▸ What the task asks
Gather, from the listing beneath this task, every line holding the string "EndReason".

▸ The records
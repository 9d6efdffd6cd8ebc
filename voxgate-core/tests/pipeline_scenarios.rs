use std::collections::VecDeque;
use std::sync::{
    atomic::{AtomicUsize, Ordering},
    Arc,
};
use std::thread;
use std::time::{Duration, Instant};

use parking_lot::Mutex;
use tokio::sync::broadcast::error::TryRecvError;
use voxgate_core::{
    AudioSource, AudioStream, BlockRead, EndReason, ParameterUpdate, PipelineConfig,
    PipelineStatus, Result, SpeechHandler, SpeechSegment, StreamSpec, VoxError, VoxGate,
    WavSource,
};

const RATE: u32 = 16_000;
const BLOCK: usize = 1600; // 100 ms

// ── Sources ──────────────────────────────────────────────────────────────────

/// Serves one script of blocks per `open`, then end of stream.
struct ClipSource {
    scripts: VecDeque<Vec<Vec<i16>>>,
}

struct ClipStream {
    blocks: VecDeque<Vec<i16>>,
}

impl AudioSource for ClipSource {
    fn open(&mut self, _spec: &StreamSpec) -> Result<Box<dyn AudioStream>> {
        let blocks = self.scripts.pop_front().unwrap_or_default();
        Ok(Box::new(ClipStream {
            blocks: blocks.into(),
        }))
    }
}

impl AudioStream for ClipStream {
    fn read_block(&mut self, _timeout: Duration) -> Result<BlockRead> {
        Ok(match self.blocks.pop_front() {
            Some(block) => BlockRead::Block(block),
            None => BlockRead::EndOfStream,
        })
    }
}

/// Never-ending constant-level input released every `pace`.
struct EndlessSource {
    level: i16,
    pace: Duration,
}

struct EndlessStream {
    level: i16,
    pace: Duration,
    block_size: usize,
}

impl AudioSource for EndlessSource {
    fn open(&mut self, spec: &StreamSpec) -> Result<Box<dyn AudioStream>> {
        Ok(Box::new(EndlessStream {
            level: self.level,
            pace: self.pace,
            block_size: spec.block_size,
        }))
    }
}

impl AudioStream for EndlessStream {
    fn read_block(&mut self, _timeout: Duration) -> Result<BlockRead> {
        thread::sleep(self.pace);
        Ok(BlockRead::Block(vec![self.level; self.block_size]))
    }
}

// ── Handlers ─────────────────────────────────────────────────────────────────

#[derive(Default)]
struct Recorded {
    starts: Vec<f64>,
    segments: Vec<SpeechSegment>,
    amplitudes: Vec<f64>,
}

struct RecordingHandler {
    log: Arc<Mutex<Recorded>>,
    amplitude_delay: Duration,
}

impl SpeechHandler for RecordingHandler {
    fn on_speech_start(&mut self, amplitude: f64) -> anyhow::Result<()> {
        self.log.lock().starts.push(amplitude);
        Ok(())
    }

    fn on_speech_end(&mut self, segment: SpeechSegment) -> anyhow::Result<()> {
        self.log.lock().segments.push(segment);
        Ok(())
    }

    fn on_amplitude_update(&mut self, amplitude: f64) -> anyhow::Result<()> {
        if !self.amplitude_delay.is_zero() {
            thread::sleep(self.amplitude_delay);
        }
        self.log.lock().amplitudes.push(amplitude);
        Ok(())
    }
}

struct FaultyHandler {
    amplitude_calls: Arc<AtomicUsize>,
}

impl SpeechHandler for FaultyHandler {
    fn on_speech_start(&mut self, _amplitude: f64) -> anyhow::Result<()> {
        anyhow::bail!("downstream queue unavailable")
    }

    fn on_speech_end(&mut self, _segment: SpeechSegment) -> anyhow::Result<()> {
        panic!("consumer bug while handling segment");
    }

    fn on_amplitude_update(&mut self, _amplitude: f64) -> anyhow::Result<()> {
        self.amplitude_calls.fetch_add(1, Ordering::SeqCst);
        Ok(())
    }
}

// ── Helpers ──────────────────────────────────────────────────────────────────

fn level(amplitude: f64) -> i16 {
    (amplitude * 32.767).round() as i16
}

fn blocks_at(amplitude: f64, count: usize) -> Vec<Vec<i16>> {
    vec![vec![level(amplitude); BLOCK]; count]
}

/// 1 s silence (5), 2 s speech (80), 2 s silence (5).
fn five_second_clip() -> Vec<Vec<i16>> {
    let mut clip = blocks_at(5.0, 10);
    clip.extend(blocks_at(80.0, 20));
    clip.extend(blocks_at(5.0, 20));
    clip
}

fn config() -> PipelineConfig {
    let mut cfg = PipelineConfig {
        sample_rate: RATE,
        block_size: BLOCK,
        channel_capacity: 256,
        ..PipelineConfig::default()
    };
    cfg.calibration.calibrate_on_start = false;
    cfg
}

fn wait_until(timeout: Duration, mut done: impl FnMut() -> bool) -> bool {
    let start = Instant::now();
    while start.elapsed() < timeout {
        if done() {
            return true;
        }
        thread::sleep(Duration::from_millis(5));
    }
    done()
}

fn recording_handler(delay: Duration) -> (Box<dyn SpeechHandler>, Arc<Mutex<Recorded>>) {
    let log = Arc::new(Mutex::new(Recorded::default()));
    let handler = RecordingHandler {
        log: Arc::clone(&log),
        amplitude_delay: delay,
    };
    (Box::new(handler), log)
}

// ── Scenarios ────────────────────────────────────────────────────────────────

#[test]
fn five_second_clip_yields_one_utterance() {
    let source = ClipSource {
        scripts: VecDeque::from(vec![blocks_at(5.0, 30), five_second_clip()]),
    };
    let gate = VoxGate::acquire(source, config());

    let calibration = gate.calibrate(Duration::from_secs(3)).expect("calibrate");
    assert!((calibration.noise_floor - 5.0).abs() < 0.05);
    assert!((calibration.vad_threshold - 25.0).abs() < 0.2);

    let mut status = gate.subscribe_status();
    let (handler, log) = recording_handler(Duration::ZERO);
    gate.start(handler, true).expect("start");

    assert!(
        wait_until(Duration::from_secs(5), || !gate.is_running()),
        "finite source should end the run"
    );
    gate.stop();

    let log = log.lock();
    assert_eq!(log.starts.len(), 1);
    assert_eq!(log.segments.len(), 1);
    assert_eq!(log.amplitudes.len(), 50);

    let segment = &log.segments[0];
    assert_eq!(segment.reason, EndReason::Silence);
    assert_eq!(segment.started_at, Duration::from_secs(1));
    // Closed at t = 3.9 s, one second after the last voiced block.
    assert_eq!(segment.started_at + segment.duration, Duration::from_millis(3900));
    let audio = segment.audio_duration().as_secs_f64();
    assert!((2.4..=3.0).contains(&audio), "audio covers {audio}s");
    // Segment opens with pre-roll silence, not with the trigger block.
    assert_eq!(segment.audio[0], level(5.0));

    let stats = gate.get_stats();
    assert_eq!(stats.diagnostics.segments_emitted, 1);
    assert_eq!(stats.diagnostics.blocks_dropped, 0);
    assert!(!stats.running);

    let mut statuses = Vec::new();
    loop {
        match status.try_recv() {
            Ok(event) => statuses.push(event),
            Err(TryRecvError::Lagged(_)) => continue,
            Err(_) => break,
        }
    }
    assert_eq!(statuses.first().map(|e| e.status), Some(PipelineStatus::Listening));
    let last = statuses.last().expect("stop event");
    assert_eq!(last.status, PipelineStatus::Stopped);
    assert_eq!(last.detail.as_deref(), Some("audio source exhausted"));
}

#[test]
fn slow_consumer_drops_oldest_and_sees_newest() {
    // Each block carries a distinct level so the last one is recognisable.
    let script: Vec<Vec<i16>> = (0..200).map(|i| vec![(i * 10) as i16; BLOCK]).collect();
    let newest: i16 = 199 * 10;
    let source = ClipSource {
        scripts: VecDeque::from(vec![script]),
    };
    let gate = VoxGate::acquire(
        source,
        PipelineConfig {
            channel_capacity: 4,
            ..config()
        },
    );

    let (handler, log) = recording_handler(Duration::from_millis(5));
    gate.start(handler, false).expect("start");
    assert!(wait_until(Duration::from_secs(10), || !gate.is_running()));
    gate.stop();

    let stats = gate.get_stats().diagnostics;
    assert_eq!(stats.blocks_captured, 200);
    assert!(stats.blocks_dropped > 0, "expected drops: {stats:?}");
    assert_eq!(stats.blocks_processed + stats.blocks_dropped, 200);

    let log = log.lock();
    let last = *log.amplitudes.last().expect("at least one block processed");
    let expected = newest as f64 / 32.767;
    assert!((last - expected).abs() < 1e-9, "last={last} expected={expected}");
    // Delivered levels are strictly increasing: gaps, never reordering.
    assert!(log.amplitudes.windows(2).all(|w| w[0] < w[1]));
}

#[test]
fn failing_handler_does_not_stop_the_pipeline() {
    let source = ClipSource {
        scripts: VecDeque::from(vec![five_second_clip()]),
    };
    let gate = VoxGate::acquire(source, config());
    gate.set_parameters(ParameterUpdate {
        threshold: Some(25.0),
        ..ParameterUpdate::default()
    });

    let calls = Arc::new(AtomicUsize::new(0));
    gate.start(
        Box::new(FaultyHandler {
            amplitude_calls: Arc::clone(&calls),
        }),
        true,
    )
    .expect("start");
    assert!(wait_until(Duration::from_secs(5), || !gate.is_running()));
    gate.stop();

    assert_eq!(calls.load(Ordering::SeqCst), 50);
    let stats = gate.get_stats().diagnostics;
    assert_eq!(stats.callback_errors, 2);
    assert_eq!(stats.segments_emitted, 1);
    assert_eq!(stats.blocks_processed, 50);
}

#[test]
fn control_surface_is_idempotent() {
    let mut cfg = config();
    cfg.calibration.calibrate_on_start = true;
    cfg.calibration.duration_secs = 0.5;
    let gate = VoxGate::acquire(
        EndlessSource {
            level: level(4.0),
            pace: Duration::from_millis(2),
        },
        cfg,
    );

    gate.stop();
    let (handler, _log) = recording_handler(Duration::ZERO);
    gate.start(handler, true).expect("first start");
    let (handler, _log) = recording_handler(Duration::ZERO);
    gate.start(handler, true).expect("second start is a no-op");
    assert!(gate.is_running());
    assert_eq!(gate.status(), PipelineStatus::Listening);

    // Startup calibration ran against the 4.0 background.
    let stats = gate.get_stats();
    assert!(stats.last_calibration.is_some());
    assert!((stats.noise_floor - 4.0).abs() < 0.05);
    assert!((stats.vad_threshold - 20.0).abs() < 0.2);

    assert!(matches!(
        gate.calibrate(Duration::from_secs(1)),
        Err(VoxError::AlreadyRunning)
    ));

    gate.set_pre_roll_duration(1.0);
    assert!(wait_until(Duration::from_secs(2), || {
        gate.get_buffer_info().current_blocks == 10
    }));
    let info = gate.get_buffer_info();
    assert_eq!(info.capacity_blocks, 10);
    assert_eq!(info.memory_estimate_bytes, 10 * BLOCK * 2);

    gate.set_parameters(ParameterUpdate {
        threshold: Some(500.0),
        ..ParameterUpdate::default()
    });
    assert!(wait_until(Duration::from_secs(2), || {
        gate.get_stats().vad_threshold == 150.0
    }));

    gate.stop();
    gate.stop();
    assert!(!gate.is_running());
    assert_eq!(gate.status(), PipelineStatus::Stopped);
    assert!(!gate.get_stats().speech_active);

    let (handler, _log) = recording_handler(Duration::ZERO);
    gate.start(handler, true).expect("restart");
    assert!(gate.is_running());
    gate.stop();
}

#[test]
fn wav_file_runs_through_the_pipeline() {
    let path = std::env::temp_dir().join(format!("voxgate-scenario-{}.wav", std::process::id()));
    let spec = hound::WavSpec {
        channels: 1,
        sample_rate: RATE,
        bits_per_sample: 16,
        sample_format: hound::SampleFormat::Int,
    };
    let mut writer = hound::WavWriter::create(&path, spec).expect("create wav");
    for sample in five_second_clip().into_iter().flatten() {
        writer.write_sample(sample).expect("write sample");
    }
    writer.finalize().expect("finalize wav");

    let gate = VoxGate::acquire(WavSource::new(&path), config());
    gate.set_parameters(ParameterUpdate {
        threshold: Some(25.0),
        ..ParameterUpdate::default()
    });
    let (handler, log) = recording_handler(Duration::ZERO);
    gate.start(handler, true).expect("start");
    assert!(wait_until(Duration::from_secs(5), || !gate.is_running()));
    gate.stop();
    let _ = std::fs::remove_file(&path);

    let log = log.lock();
    assert_eq!(log.segments.len(), 1);
    assert_eq!(log.segments[0].started_at, Duration::from_secs(1));
    assert_eq!(log.segments[0].sample_rate, RATE);
}
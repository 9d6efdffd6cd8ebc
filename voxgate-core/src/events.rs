//! Event and report types handed to callers.
//!
//! | Type | Produced by |
//! |------|-------------|
//! | `SpeechSegment` | `SpeechHandler::on_speech_end` payload |
//! | `PipelineStats` | `VoxGate::get_stats` |
//! | `BufferInfo` | `VoxGate::get_buffer_info` |
//! | `PipelineStatusEvent` | `VoxGate::subscribe_status` broadcast |
//!
//! Report types serialise with camelCase field names so hosts can forward
//! them as JSON unchanged.

use std::time::Duration;

use chrono::{DateTime, Utc};
use serde::{Deserialize, Serialize};

use crate::engine::pipeline::DiagnosticsSnapshot;

// ---------------------------------------------------------------------------
// Speech segments
// ---------------------------------------------------------------------------

/// Why an utterance was closed.
#[derive(Debug, Clone, Copy, PartialEq, Eq, Serialize, Deserialize)]
#[serde(rename_all = "snake_case")]
pub enum EndReason {
    /// The speaker went quiet for `max_silence`.
    Silence,
    /// The utterance hit `max_recording` while still going.
    MaxLength,
}

impl EndReason {
    pub fn label(self) -> &'static str {
        match self {
            EndReason::Silence => "silence",
            EndReason::MaxLength => "max_length",
        }
    }
}

/// A completed utterance, pre-roll included.
#[derive(Debug, Clone, PartialEq)]
pub struct SpeechSegment {
    /// Concatenated mono i16 samples, oldest first.
    pub audio: Vec<i16>,
    pub sample_rate: u32,
    /// Stream time at which speech was detected.
    pub started_at: Duration,
    /// Time from detection to the block that closed the segment.
    pub duration: Duration,
    pub reason: EndReason,
}

impl SpeechSegment {
    /// Duration of the audio actually delivered (pre-roll and kept tail
    /// included).
    pub fn audio_duration(&self) -> Duration {
        crate::buffering::block::samples_to_duration(self.audio.len(), self.sample_rate)
    }
}

// ---------------------------------------------------------------------------
// Reports
// ---------------------------------------------------------------------------

/// Snapshot returned by `VoxGate::get_stats`.
#[derive(Debug, Clone, Serialize)]
#[serde(rename_all = "camelCase")]
pub struct PipelineStats {
    pub noise_floor: f64,
    pub vad_threshold: f64,
    /// Most recent amplitude sample (0 before the first block).
    pub current_amplitude: f64,
    pub last_calibration: Option<DateTime<Utc>>,
    pub running: bool,
    pub speech_active: bool,
    pub diagnostics: DiagnosticsSnapshot,
}

/// Pre-roll geometry returned by `VoxGate::get_buffer_info`.
#[derive(Debug, Clone, PartialEq, Serialize)]
#[serde(rename_all = "camelCase")]
pub struct BufferInfo {
    /// Configured pre-roll duration in seconds.
    pub duration_secs: f64,
    pub capacity_blocks: usize,
    pub current_blocks: usize,
    /// Bytes held by a full window of i16 blocks.
    pub memory_estimate_bytes: usize,
    /// Audio actually held right now, in seconds.
    pub actual_duration_secs: f64,
    pub sample_rate: u32,
    pub block_size: usize,
    pub blocks_per_second: f64,
}

// ---------------------------------------------------------------------------
// Status events
// ---------------------------------------------------------------------------

/// Lifecycle state of a pipeline.
#[derive(Debug, Clone, Copy, PartialEq, Eq, Serialize, Deserialize)]
#[serde(rename_all = "lowercase")]
pub enum PipelineStatus {
    /// Acquired, not started.
    Idle,
    /// Explicit noise-floor calibration in progress.
    Calibrating,
    /// Capture and processing threads are running.
    Listening,
    /// Stopped by the caller or because a finite source ran dry; may be
    /// restarted.
    Stopped,
    /// The source could not be opened.
    Error,
}

/// Broadcast on every status change.
#[derive(Debug, Clone, Serialize, Deserialize)]
#[serde(rename_all = "camelCase")]
pub struct PipelineStatusEvent {
    pub status: PipelineStatus,
    /// Optional human-readable detail (e.g. error message).
    pub detail: Option<String>,
}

▸ Task solution
    AudioSource, AudioStream, BlockRead, EndReason, ParameterUpdate, PipelineConfig,
    assert_eq!(segment.reason, EndReason::Silence);
pub enum EndReason {
impl EndReason {
            EndReason::Silence => "silence",
            EndReason::MaxLength => "max_length",
    pub reason: EndReason,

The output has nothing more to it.